ところが、外相訪米に当たって首相をはじめとする関係閣僚の詰めた会議はなかった。少なくとも、新聞各社が載せる「首相動静」には、それらしい動きはない。そして、首相は週末の27日、静養のため幸夫人と連れだって千葉県鴨川のリゾートホテルを訪れた。日米関係、永田町の喧騒を傍目に、なんとも優雅な静養としか言いようがない。

ここで、同じ「変革」で登場した米国のオバマ大統領の動きを参考までに紹介する。支持率低下にあえぎながら、大統領は医療保険改革法を成立させるため自ら議員と直談判したり、電話での説得に奔走した。さらに、直近のワシントン発の共同電によると、野党共和党が医療保険法廃止を訴えて11月の中間選挙に臨むことに対して「やってみろ」と、挑戦を受けて立つ構えを鮮明にしたという。

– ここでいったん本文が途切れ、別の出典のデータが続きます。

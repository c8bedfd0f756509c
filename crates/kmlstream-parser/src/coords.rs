//! `<coordinates>` text parsing.

use crate::coerce::parse_float_lenient;
use kmlstream_core::Position;

/// Parses a single `x,y[,z]` tuple. A third value of exactly zero is dropped.
pub fn parse_coordinate(text: &str) -> Position {
    let mut position: Position = text.split(',').map(parse_float_lenient).collect();
    if position.len() == 3 && position[2] == 0.0 {
        position.truncate(2);
    }
    position
}

/// Parses a whitespace-separated run of tuples.
///
/// Tuples are split on any run of characters other than digits, `-`, `.` and
/// `,`. Returns `None` for blank text.
pub fn parse_coordinates(text: &str) -> Option<Vec<Position>> {
    let text = text.trim();
    if text.is_empty() {
        return None;
    }
    Some(
        text.split(|c: char| !is_coordinate_char(c))
            .filter(|tuple| !tuple.is_empty())
            .map(parse_coordinate)
            .collect(),
    )
}

fn is_coordinate_char(c: char) -> bool {
    c.is_ascii_digit() || matches!(c, '-' | '.' | ',')
}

沖縄基地問題では、橋本龍太郎首相(故人)は普天間飛行場の返還合意に努力、問題解決のために1996年から97年にかけて、当時の沖縄県の大田昌秀知事と前後17回に及ぶ会談をしている。基地問題が喫緊の懸案だったとはいえ、首相がこれほど頻繁に知事と会談したことは異例だった。

政治のリーダーに求められるのは、耳当たりのいい言葉を発するだけではない。いかに自ら動き回るり、目標に近づくかである。リーダーの「ガバナビリティ」は説得力のある行動抜きには考えられない。